TAMPA – May 16, 2018 Greenberg Traurig, P.A Tampa Shareholder David B. Weinstein led a team of attorneys in the firm’s successful representation of Mosaic Fertilizer, LLC, and The Mosaic Company in Williams v. Mosaic Fertilizer. In a published opinion issued this week, the U.S. Court of Appeals for the Eleventh Circuit affirmed the trial court’s decision to grant summary judgment in favor of Mosaic and against the plaintiff on her claims that exposure to emissions from one of Mosaic Fertilizer’s manufacturing facilities had harmed her health and diminished the value of her property. The plaintiff had demanded more than $60 million, but the opinion confirms that she is not entitled to recover anything.

“We are pleased with the Eleventh Circuit’s decision,” said Weinstein, who chairs Greenberg Traurig’s national Environmental & Toxic Tort Litigation Practice. “The allegations against Mosaic were baseless and, as the opinion confirms, Judge Mary S. Scriven’s rulings in the trial court were eminently correct. The appellate court has once again reaffirmed the longstanding principle that scientists must employ the same rigor in the courtroom that they would in the laboratory.”

In addition to Weinstein, Mosaic’s defense team at Greenberg Traurig included Shareholder Christopher Torres; Shareholder Kimberly A. Mello; Associate Danielle M. Diaz; Associate Ryan T. Hopper; and Associate Julie A. Girard.

The Greenberg Traurig team employed a multi-phased strategy to defend against the plaintiff’s claims. First, it removed the action to federal court. It then prevailed on a motion to dismiss the claims against The Mosaic Company, Mosaic Fertilizer’s parent entity. Following that, the team filed a pre-Daubert motion to exclude the plaintiff’s expert witnesses or compel compliant expert disclosures, which resulted in the District Court limiting the plaintiff’s experts’ testimony.

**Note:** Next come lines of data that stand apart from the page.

//! Choice lists shown on the step screens. They are hints: the record
//! accepts any text for these fields.

use crate::step::Step;

#[derive(Debug, Clone, Copy, PartialEq, Eq)]
pub struct Choice {
    pub id: &'static str,
    pub description: &'static str,
}

const fn choice(id: &'static str, description: &'static str) -> Choice {
    Choice { id, description }
}

pub const VISUAL_STYLES: &[Choice] = &[
    choice("Cinemático", "Realismo e alta qualidade"),
    choice("Minimalista", "Clean, foco no produto"),
    choice("Futurista", "Tech, neons e glow"),
    choice("Ilustração", "Vetorial e artístico"),
    choice("Corporativo", "Sério e profissional"),
    choice("Pop Art", "Cores vibrantes e fortes"),
];

pub const LIGHTING: &[Choice] = &[
    choice("Natural", ""),
    choice("Estúdio", ""),
    choice("Dramática", ""),
    choice("Noturna", ""),
];

pub const CAMERA_MOVEMENTS: &[Choice] = &[
    choice("Estático", ""),
    choice("Suave", ""),
    choice("Dinâmico", ""),
    choice("Handheld", ""),
    choice("Órbita", ""),
    choice("Panorâmica", ""),
];

pub const TRANSITIONS: &[Choice] = &[
    choice("Corte Seco", ""),
    choice("Fade", ""),
    choice("Zoom", ""),
    choice("Criativo", ""),
];

pub const CAPTION_STYLES: &[Choice] = &[
    choice("Moderno", ""),
    choice("Normal", ""),
    choice("Sem Legenda", ""),
];

pub const MUSIC: &[Choice] = &[
    choice("pop", "Pop: energia positiva."),
    choice("corporate", "Corporativo: sério e focado."),
    choice("electronic", "Eletrônica: futurista."),
    choice("acoustic", "Acústico: orgânico e leve."),
    choice("lofi", "Lofi: relaxante."),
    choice("rock", "Rock: intenso."),
    choice("epic", "Épico: grandioso."),
    choice("jazz", "Jazz: sofisticado."),
];

pub const NEGATIVE_TAGS: &[&str] = &[
    "Texto excessivo",
    "Desfocado",
    "Pessoas",
    "Marca d'água",
    "Distorção",
    "Cores Neon",
];

pub const CHARACTER_TYPES: &[&str] = &["Humano", "Mascote", "Cliente", "Voz Off"];

/// Choices for a free-text field, if the screen offers any.
pub fn choices_for(field: &str) -> &'static [Choice] {
    match field {
        "visualStyle" => VISUAL_STYLES,
        "lighting" => LIGHTING,
        "cameraMovement" => CAMERA_MOVEMENTS,
        "transition" => TRANSITIONS,
        "captionStyle" => CAPTION_STYLES,
        "audioMusic" => MUSIC,
        _ => &[],
    }
}

/// Fields of `step` that come with a choice list.
pub fn fields_with_choices(step: Step) -> impl Iterator<Item = (&'static str, &'static [Choice])> {
    step.fields()
        .iter()
        .map(|f| (*f, choices_for(f)))
        .filter(|(_, c)| !c.is_empty())
}

#[cfg(test)]
mod tests {
    use super::*;
    use crate::record::BriefingRecord;

    #[test]
    fn template_values_are_listed_choices() {
        let r = BriefingRecord::template();
        for (field, value) in [
            ("visualStyle", &r.visual_style),
            ("lighting", &r.lighting),
            ("cameraMovement", &r.camera_movement),
            ("transition", &r.transition),
            ("captionStyle", &r.caption_style),
            ("audioMusic", &r.audio_music),
        ] {
            assert!(
                choices_for(field).iter().any(|c| c.id == value.as_str()),
                "{field}={value} not offered"
            );
        }
    }

    #[test]
    fn art_direction_offers_style_and_lighting() {
        let fields: Vec<&str> = fields_with_choices(Step::ArtDirection)
            .map(|(f, _)| f)
            .collect();
        assert_eq!(fields, ["visualStyle", "lighting"]);
        assert_eq!(fields_with_choices(Step::Review).count(), 0);
    }
}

Greenberg Traurig attorneys subsequently filed two Daubert motions and a parallel summary judgment motion challenging the reliability of the plaintiff’s scientific evidence and, consequently, her ability to prove causation. Finally, the team filed a motion in limine to exclude evidence of stigma damages concerning the plaintiff’s property-damage claim. In a pair of well-reasoned orders, the District Court granted the motions and entered judgment in favor of Mosaic. The plaintiff appealed the District Court’s decision to the U.S. Court of Appeals for the Eleventh Circuit.

The Eleventh Circuit heard oral argument on April 19 and, less than a month later, affirmed the District Court in all respects. As to the health-based claims, the three-judge panel emphasized in its May 14 opinion that critical causation testimony from the plaintiff’s expert toxicologist would have been unreliable, in part because the expert had assumed that it is dangerous to be exposed to emissions in concentrations that exceed federal emissions standards. This, the court cautioned, is typically untrue because “regulatory standards often build in considerable cushion in order to account for the most sensitive members of the population and prophylactically protect the public (in other words, they are protective).” Consequently, experts like the toxicologist engaged by the plaintiff in this case cannot reliably assume that exposures to emissions or other substances in concentrations that exceed an environmental regulatory standard are capable of causing harm. As to the property-damage claim, the Eleventh Circuit reiterated that, “despite the general rule that homeowners may testify as to the value of their homes,” property owners cannot offer valuation testimony that is not based on personal knowledge. Because the plaintiff’s claim that Mosaic’s emissions had devalued her home were based on speculation and not personal knowledge, the Eleventh Circuit affirmed entry of judgment in favor of Mosaic.

The Eleventh Circuit also made an important procedural point: the burden of proving the reliability of an expert’s testimony under Federal Rule of Evidence 702 and Daubert v. Merrell Dow Pharmaceuticals, Inc., requires “meaningfully” and “squarely” presenting the District Court with the bases of the testimony. The plaintiff’s expert toxicologist had provided a report in which he listed 76 “empirical studies, website references, and regulatory documents” that he claimed supported his opinion, but he had not included any “endnotes, pin cites, or any other explanations as to what information [he had] gained from those references or what sources supported what conclusions.” The Eleventh Circuit held that, to the extent that the expert’s imprecise citation practice limited the District Judge’s ability to assess the reliability of the expert’s opinion, the District Judge did not err in “considering only that which was squarely before” her.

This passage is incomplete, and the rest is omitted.